Invocar prescrição pode ser “abuso do Direito” por parte dos bancos
Sobre a questão da prescrição, invocada por alguns dos bancos nas alegações finais e em alguns pareceres jurídicos entregues, a juíza reiterou que quem solicitou que esta, em 2022, pedisse ao Tribunal de Justiça da UE um parecer sobre este caso (em geral). A juíza diz agora, que seria um “abuso de Direito” ver os bancos, agora, a considerarem que aquele tempo (dois anos à espera do TJUE) deve contar para a contagem do tempo de prescrição. E, assim, a juíza reitera que a prescrição não se verificou.
O que está em causa, em abril de 2022, a juíza Mariana Gomes Machado deu os factos como provados e considerou que os bancos trocaram entre si informações sobre preços e taxas (atuais e futuras) que não eram do domínio público ou que eram de difícil acesso e sistematização. Também ficou provado que os bancos partilhavam valores mensais de produção e que esta troca de informação, ocorrida num mercado relativamente concentrado, “facilitou o alinhamento” e permitiu o “estabelecimento de uma coordenação informal entre as instituições bancárias”.

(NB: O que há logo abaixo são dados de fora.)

//! Theme engine
//!
//! This module provides template rendering using Tera.
//! Features:
//! - Templates embedded in the binary
//! - Standard template variables (site name, navigation, color scheme)
//! - Light/dark color scheme resolution
//! - Plain error page when a template fails

use anyhow::Result;
use chrono::Datelike;
use rust_embed::RustEmbed;
use serde::Serialize;
use std::error::Error as StdError;
use tera::{Context as TeraContext, Tera};

mod color_scheme;
mod error;
mod nav;

pub use color_scheme::{
    html_class, toggle_label, ColorScheme, COOKIE_MAX_AGE_SECS, COOKIE_NAME, SYSTEM_HINT_HEADER,
    SYSTEM_TOGGLE_LABEL,
};
pub use error::ThemeError;
pub use nav::{navigation, NavLink, MEMBERS_LINK};

/// Page templates compiled into the binary
#[derive(RustEmbed)]
#[folder = "templates/"]
#[include = "*.html"]
struct EmbeddedTemplates;

/// Theme engine for rendering templates
pub struct ThemeEngine {
    /// Tera template engine instance
    tera: Tera,
}

impl std::fmt::Debug for ThemeEngine {
    fn fmt(&self, f: &mut std::fmt::Formatter<'_>) -> std::fmt::Result {
        f.debug_struct("ThemeEngine")
            .field("templates", &self.tera.get_template_names().count())
            .finish()
    }
}

impl ThemeEngine {
    /// Create a theme engine from the embedded templates
    pub fn new() -> Result<Self> {
        let mut templates = Vec::new();
        for name in EmbeddedTemplates::iter() {
            let Some(file) = EmbeddedTemplates::get(&name) else {
                continue;
            };
            let content = String::from_utf8(file.data.into_owned()).map_err(|e| {
                ThemeError::TemplateError(format!("Template {name} is not UTF-8: {e}"))
            })?;
            templates.push((name.to_string(), content));
        }

        let engine = Self::from_templates(templates)?;
        tracing::info!(
            templates = engine.tera.get_template_names().count(),
            "Loaded embedded templates"
        );
        Ok(engine)
    }

    /// Create a theme engine from `(name, source)` pairs
    pub fn from_templates<I, N, S>(templates: I) -> Result<Self>
    where
        I: IntoIterator<Item = (N, S)>,
        N: Into<String>,
        S: Into<String>,
    {
        let mut templates: Vec<(String, String)> = templates
            .into_iter()
            .map(|(name, source)| (name.into(), source.into()))
            .collect();

        // Sort templates so base templates are loaded first
        templates.sort_by(|a, b| {
            let a_is_base = a.0 == "base.html" || a.0.ends_with("/base.html");
            let b_is_base = b.0 == "base.html" || b.0.ends_with("/base.html");
            b_is_base.cmp(&a_is_base)
        });

        let mut tera = Tera::default();
        for (name, content) in templates {
            tera.add_raw_template(&name, &content).map_err(|e| {
                ThemeError::TemplateError(format!("Failed to add template {}: {}", name, e))
            })?;
        }

        // Build inheritance chains after adding all templates
        tera.build_inheritance_chains().map_err(|e| {
            ThemeError::TemplateError(format!("Failed to build template inheritance: {}", e))
        })?;

        Ok(Self { tera })
    }

    /// Render a template with context
    ///
    /// # Arguments
    /// * `template` - Template name (e.g., "pastores.html")
    /// * `context` - Tera context with template variables
    pub fn render(&self, template: &str, context: &TeraContext) -> Result<String> {
        self.tera.render(template, context).map_err(|e| {
            let mut error_msg = format!("Failed to render '{}': {}", template, e);
            let mut source = e.source();
            while let Some(s) = source {
                error_msg.push_str(&format!("\n  Caused by: {}", s));
                source = s.source();
            }
            ThemeError::TemplateError(error_msg).into()
        })
    }

    /// Render a template with standard variables automatically added
    pub fn render_with_standard_vars(
        &self,
        template: &str,
        context: &TeraContext,
        standard_vars: &StandardTemplateVars,
    ) -> Result<String> {
        let mut full_context = context.clone();

        full_context.insert("site_name", &standard_vars.site_name);
        full_context.insert("site_tagline", &standard_vars.site_tagline);
        full_context.insert("request_path", &standard_vars.request_path);
        full_context.insert("year", &standard_vars.year);
        full_context.insert("color_scheme", &standard_vars.color_scheme);
        full_context.insert("html_class", html_class(standard_vars.color_scheme));
        full_context.insert("toggle_label", toggle_label(standard_vars.color_scheme));
        full_context.insert("nav_links", &standard_vars.nav_links);
        full_context.insert("members_link", &MEMBERS_LINK);

        self.render(template, &full_context)
    }
}

/// Last-resort page when a template cannot be rendered
pub fn simple_error_page() -> String {
    r#"<!DOCTYPE html>
<html lang="pt-BR">
<head>
    <meta charset="UTF-8">
    <meta name="viewport" content="width=device-width, initial-scale=1.0">
    <title>Erro</title>
</head>
<body>
    <h1>Erro</h1>
    <p>Não foi possível exibir esta página. Tente novamente mais tarde.</p>
    <p><a href="/">Voltar para o início</a></p>
</body>
</html>"#
        .to_string()
}

/// Variables every page template receives
#[derive(Debug, Clone, Serialize)]
pub struct StandardTemplateVars {
    pub site_name: String,
    pub site_tagline: String,
    /// Current request path, used to mark the active link
    pub request_path: String,
    /// Current year (for copyright)
    pub year: i32,
    /// `None` when neither the cookie nor the client hint tells
    pub color_scheme: Option<ColorScheme>,
    pub nav_links: Vec<NavLink>,
}

impl StandardTemplateVars {
    pub fn new(
        site_name: impl Into<String>,
        site_tagline: impl Into<String>,
        request_path: impl Into<String>,
        color_scheme: Option<ColorScheme>,
    ) -> Self {
        let request_path = request_path.into();
        Self {
            site_name: site_name.into(),
            site_tagline: site_tagline.into(),
            nav_links: navigation(&request_path),
            request_path,
            year: chrono::Utc::now().year(),
            color_scheme,
        }
    }
}

#[cfg(test)]
mod tests;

Contudo, nessa deliberação de 2022, a juíza decidiu suspender a instância e remeter um pedido ao Tribunal de Justiça da União Europeia (TJUE) para que este se pronunciasse sobre se os factos constituem restrição de concorrência por objeto, por não ter ficado provado se a troca de informação teve ou não efeito sobre os consumidores.
Em finais de julho, mais de dois anos depois, veio a resposta. O TJUE admitiu que a troca de informações mantida pelos bancos durante mais de uma década “pode constituir uma restrição à concorrência por objeto” e que “basta que essa troca constitua uma forma de coordenação que, pela sua própria natureza, seja necessariamente (…) prejudicial ao correto e normal funcionamento da concorrência”.